Mom smiled, as she always does before she replied as she always does, "It was just love at first sight."

The answer has never varied, not since the moment I had driven home with the strangers which became my parents. I bend down and kiss my mother's forehead before handing her the picture. I had grown up knowing that I was adopted, but I never held it against them nor did I have the urge to hunt down my real parents. I had been chosen by the most amazing parents on the planet, and my real parents were clearly not worth my time and effort. I didn't have many memories of my life before becoming the daughter of Julia and John Summers, and those I did have are more glimpses into a past which didn't seem to fit in with my current life. A woman who dressed in black from head to toe waving a ruler at me, a curly blonde lady with a sunny face putting a plaster on my grazed knee... I knew that neither of them were my birth mother. No – that woman didn't feature in my life at all.

"Hello? Anyone home?"

The voice broke through my thoughts and a smile flashed unrestrained across my face.

"On the porch Bill, come on out." Mom called out, not bothering to get up and guide my father's best friend and our neighbour through the house he knows as well as his own.

"Good morning everyone." Bill beamed, shaking Dan's hand and squeezing my mother's before he came over and gave me a big bear hug. "I'm so glad that you arrived safely Lana. Your parents always miss you kids whenever you're gone."

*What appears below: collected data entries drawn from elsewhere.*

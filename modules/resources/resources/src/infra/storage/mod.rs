//! SeaORM-backed persistence for resources.

pub mod entity;
pub mod mapper;
pub mod migrations;
pub mod sea_orm_repo;

pub use sea_orm_repo::SeaOrmResourcesRepository;
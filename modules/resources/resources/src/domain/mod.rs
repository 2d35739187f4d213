pub mod error;
pub mod fields;
pub mod health;
pub mod local_client;
pub mod repo;
pub mod service;
pub mod validation;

Bill had been fed the same story we had fed everyone to disguise my disappearance for three quarters of the year. To the rest of the world, I went to school at Darlton Academy – a prestigious all-girls boarding school on the opposite side of the country. Only my family and my best friend knew the truth - that I was only awake for a few months each year.

The first time I slipped into the comatose state in which I spent most of the year, my father went into a medical panic and had me rushed into the emergency unit at the hospital he works at. Luckily for me, he insisted in treating me himself and soon realized that my body was shutting down, refusing to digest anything that the nurses pumped into my stomach or fed me through drips and other medical paraphernalia. Heartbroken at my poor prognosis, he decided to let me die at home in peace.

Only, I didn't die.

"Thanks Mr Douglas." I smiled at him, returning his hug.

My mother offered him a glass of lemonade and he took one, sitting next to her as he took a sip. I watch as he picked up the picture I had just been holding, smiling at it.

"I remember this day, Julia." he said, holding the picture up to show my mom.

She chuckled and grabbed his hand, a sad look in her eyes. I could tell that she wasn't thinking of the day that she and Dad had brought me home.

Danny had once told me that Bill's wife had run away with another man, leaving with their only child only a week after Mom and Dad had brought me home from the orphanage. Dan had said that Bill had seemed to disappear into hiding for weeks, barely eating unless Mom went and forced him to eat what she had cooked for him. I don't remember any of this, but it was pretty clear by the look on Mom's face that she did.

Bill clearly saw the look too because he looked away, toward my mother's rose bushes.

"Rhett's coming to stay with me for his final year in school." he said quietly, as if he's not really expecting anyone to pay him much attention.

I was surprised by his sudden change in demeanour, his happiness turned to brooding within a few moments. Rhett? Who was Rhett? The name rang a bell at the back of my mind but all I could think of was Rhett Butler from Gone with the wind – a film I'd forced my brothers to watch with me about a hundred times.

Mom glanced over to us with a look we all know, and Dan and I quickly but quietly made our way to the back door, slipping inside the house and leaving Bill to the psychological bandage which is Mom.

"Who's Rhett?" I asked Dan as we made our way to the kitchen to hunt down something to snack on.